Das Paradies ist anderswo

Von Günter Spreitzhofer · · 2000/04

40 Jahre nach dem Dalai Lama hat wieder ein hochrangiger Lama Tibet verlassen. Die zehnTage dauernde Winterodyssee des 14-jährigen Orgyen Trinley Dorje nach Indien lässt viele Fragen offen. SÜDWIND-Mitarbeiter Günter Spreitzhofer war kurz vor der Flucht d

Lhasa, Barkhor Square, 6 Uhr morgens: Noch ist es dunkel zwischen den weiß getünchten Steinbauten der tibetischen Hauptstadt, doch der tägliche Pilgerbus nach Tsurphu füllt sich rasch. Wettergegerbte Gestalten drängen sich auf den zerschlissenen Sitzen, monotoner Singsang hinter knarrenden Gebetsmühlen, dazu ein paar Zwiebelsäcke und ein kleines Schaf. „You cannot go“, heißt es für Nichttibeter kategorisch, „it’s illegal“.

Vierzig lange Minuten später, als die chinesischen Überwachungskameras vor dem Jokhang Tempel kurz weggeschwenkt hatten, ging es dann plötzlich doch und das sehr schnell: „Let’s go“.

Der junge Fahrer hat es mit der Abfahrt sehr eilig: zwanzig lange Minuten durch sehr chinesische Vorstädte vorbei an drei Polizeikasernen, und sichtliche Erleichterung nach dem letzten Checkpoint am Rande der Stadt. Drei Stunden und gut tausend Höhenmeter später, durch karge Hochtäler und Furten eisiger Gletscherbäche, vorbei an geduckten Steinhütten und struppigen Yaks, kommt die gewaltige Satellitenschüssel an der festungsartigen Anlage reichlich überraschend: „Karmapa“, sagen die zwei Schwestern auf dem engen Radkastensitz, ordnen die dicken Zöpfe unter ihren Filzhüten und lächeln scheu.

Karmapa. Alle kamen sie her, tagtäglich, denn die Audienz des jungen Lama um 13 Uhr war zum fixen Programmpunkt für Menschen aus Nah und Fern geworden. Das Tsurphu Kloster nebenan leerte sich, und auch die kollektiven Lesungen hinter den rauchgeschwärzten Mauern der hochgelegenen Abtei auf 4.500 Meter Höhe endeten abrupt.

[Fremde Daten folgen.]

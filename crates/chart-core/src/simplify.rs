// File: crates/chart-core/src/simplify.rs
// Summary: Tolerance-driven polyline reduction (Douglas-Peucker, radial distance, Visvalingam-Whyatt).

use std::cmp::Ordering;
use std::collections::BinaryHeap;

use serde::{Deserialize, Serialize};

use crate::error::{ChartError, Result};
use crate::geometry::{perpendicular_distance, triangle_area, Point};

/// Selects a reduction algorithm at run time.
#[derive(Clone, Copy, Debug, Default, PartialEq, Eq, Serialize, Deserialize)]
#[serde(rename_all = "snake_case")]
pub enum SimplifyStrategy {
    /// Perpendicular distance to the chord of the retained neighbours.
    #[default]
    DouglasPeucker,
    /// Radial-distance pre-pass followed by Douglas-Peucker.
    DouglasPeuckerRadial,
    /// Drop points closer than the tolerance to the previous kept point.
    RadialDistance,
    /// Smallest effective triangle first, areas compared with `tolerance²`.
    VisvalingamWhyatt,
}

impl SimplifyStrategy {
    pub fn id(&self) -> &'static str {
        match self {
            SimplifyStrategy::DouglasPeucker => "douglas_peucker",
            SimplifyStrategy::DouglasPeuckerRadial => "douglas_peucker_radial",
            SimplifyStrategy::RadialDistance => "radial_distance",
            SimplifyStrategy::VisvalingamWhyatt => "visvalingam_whyatt",
        }
    }

    pub fn apply(&self, points: &[Point], tolerance: f64) -> Result<Vec<Point>> {
        if !tolerance.is_finite() || tolerance < 0.0 {
            return Err(ChartError::InvalidTolerance(tolerance));
        }
        let out = match self {
            SimplifyStrategy::DouglasPeucker => douglas_peucker(points, tolerance),
            SimplifyStrategy::DouglasPeuckerRadial => douglas_peucker_radial(points, tolerance),
            SimplifyStrategy::RadialDistance => radial_distance(points, tolerance),
            SimplifyStrategy::VisvalingamWhyatt => visvalingam_whyatt(points, tolerance),
        };
        log::debug!("simplify[{}] tolerance={} {} -> {} points", self.id(), tolerance, points.len(), out.len());
        Ok(out)
    }
}

/// Keeps every point farther than `tolerance` from the chord joining the
/// retained neighbours. Endpoints are always kept.
pub fn douglas_peucker(points: &[Point], tolerance: f64) -> Vec<Point> {
    let n = points.len();
    if n < 3 { return points.to_vec(); }
    let tolerance = tolerance.max(0.0);

    let mut keep = vec![false; n];
    keep[0] = true;
    keep[n - 1] = true;

    // Explicit stack instead of recursion; long series would otherwise blow the call stack.
    let mut stack = vec![(0usize, n - 1)];
    while let Some((first, last)) = stack.pop() {
        if last <= first + 1 { continue; }
        let mut max_dist = 0.0f64;
        let mut max_idx = first;
        for (i, &p) in points.iter().enumerate().take(last).skip(first + 1) {
            let d = perpendicular_distance(p, points[first], points[last]);
            if d > max_dist {
                max_dist = d;
                max_idx = i;
            }
        }
        if max_dist > tolerance {
            keep[max_idx] = true;
            stack.push((first, max_idx));
            stack.push((max_idx, last));
        }
    }

    points.iter().zip(keep).filter_map(|(&p, k)| k.then_some(p)).collect()
}

/// Sequential filter: a point survives only if it lies more than `tolerance`
/// away from the last survivor. The final point is always appended.
pub fn radial_distance(points: &[Point], tolerance: f64) -> Vec<Point> {
    let n = points.len();
    if n < 3 { return points.to_vec(); }
    let tol_sq = tolerance.max(0.0).powi(2);

    let mut out = Vec::with_capacity(n);
    let mut prev = points[0];
    out.push(prev);
    for &p in &points[1..n - 1] {
        if p.distance_sq(prev) > tol_sq {
            out.push(p);
            prev = p;
        }
    }
    out.push(points[n - 1]);
    out
}

pub fn douglas_peucker_radial(points: &[Point], tolerance: f64) -> Vec<Point> {
    douglas_peucker(&radial_distance(points, tolerance), tolerance)
}

/// Heap entry for Visvalingam-Whyatt; ordered so the smallest area pops first,
/// ties broken by the lower index.
#[derive(Clone, Copy, Debug)]
struct Candidate {
    area: f64,
    index: usize,
    version: u32,
}

impl PartialEq for Candidate {
    fn eq(&self, other: &Self) -> bool { self.cmp(other) == Ordering::Equal }
}

impl Eq for Candidate {}

impl PartialOrd for Candidate {
    fn partial_cmp(&self, other: &Self) -> Option<Ordering> { Some(self.cmp(other)) }
}

impl Ord for Candidate {
    fn cmp(&self, other: &Self) -> Ordering {
        other.area.total_cmp(&self.area).then_with(|| other.index.cmp(&self.index))
    }
}

/// Removes the point with the smallest triangle (formed with its live
/// neighbours) until every remaining triangle has area ≥ `tolerance²`.
/// At least the two endpoints always survive.
pub fn visvalingam_whyatt(points: &[Point], tolerance: f64) -> Vec<Point> {
    let n = points.len();
    if n < 3 { return points.to_vec(); }
    let threshold = tolerance.max(0.0).powi(2);

    let mut prev: Vec<usize> = (0..n).map(|i| i.saturating_sub(1)).collect();
    let mut next: Vec<usize> = (0..n).map(|i| (i + 1).min(n - 1)).collect();
    let mut alive = vec![true; n];
    let mut version = vec![0u32; n];

    let mut heap = BinaryHeap::with_capacity(n);
    for i in 1..n - 1 {
        let area = triangle_area(points[i - 1], points[i], points[i + 1]);
        heap.push(Candidate { area, index: i, version: 0 });
    }

    let mut remaining = n;
    while let Some(c) = heap.pop() {
        if !alive[c.index] || c.version != version[c.index] { continue; }
        if c.area >= threshold || remaining <= 2 { break; }

        alive[c.index] = false;
        remaining -= 1;
        let (p, q) = (prev[c.index], next[c.index]);
        next[p] = q;
        prev[q] = p;

        for j in [p, q] {
            if j == 0 || j == n - 1 { continue; }
            version[j] += 1;
            let area = triangle_area(points[prev[j]], points[j], points[next[j]]);
            heap.push(Candidate { area, index: j, version: version[j] });
        }
    }

    points.iter().zip(alive).filter_map(|(&p, a)| a.then_some(p)).collect()
}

Der Staub von Jahrhunderten liegt auf den ausgestopften Yaks und Wölfen voller Sägemehl, die an Seilen vom morschen Gebälk baumeln, nur schemenhaft sichtbar durch den beißenden Rauch ritueller Feuer.

Knarrend öffnen sich die Tore des Anwesens, Leibesvisitation durch breitschultrige Bodyguards, eine kurze Fanfare tibetischer Dungchen (Hörner). Dann sitzt er plötzlich da und segnet schweigend den wortlosen Pilgerzug unter seinem hohen Stuhl, scheinbar teilnahmslos beobachtet von unauffälligen Männern in schwarzen Pelzjacken.

Der Lama: ein vierzehnjähriges Kind, fast zwei Meter groß, gefangen in einem goldenen Käfig in den Hochtälern des Transhimalaya, Rasenfußballplatz und Satellitenfernsehen inclusive.

Ende Dezember war der Karmapa Lama, das Oberhaupt der Kayugpa-Sekte (Schwarzmützen), plötzlich verschwunden, um zehn Tage und 1400 Kilometer später buchstäblich vor der Haustür des Dalai Lama in Dharamsala (Nordindien) wieder aufzutauchen. Eine lange Winterreise, bloß um sakrale Musikinstrumente zu kaufen und eine heilige schwarze Krone abzuholen, wie die offiziellen Kommentare aus Peking verlauten.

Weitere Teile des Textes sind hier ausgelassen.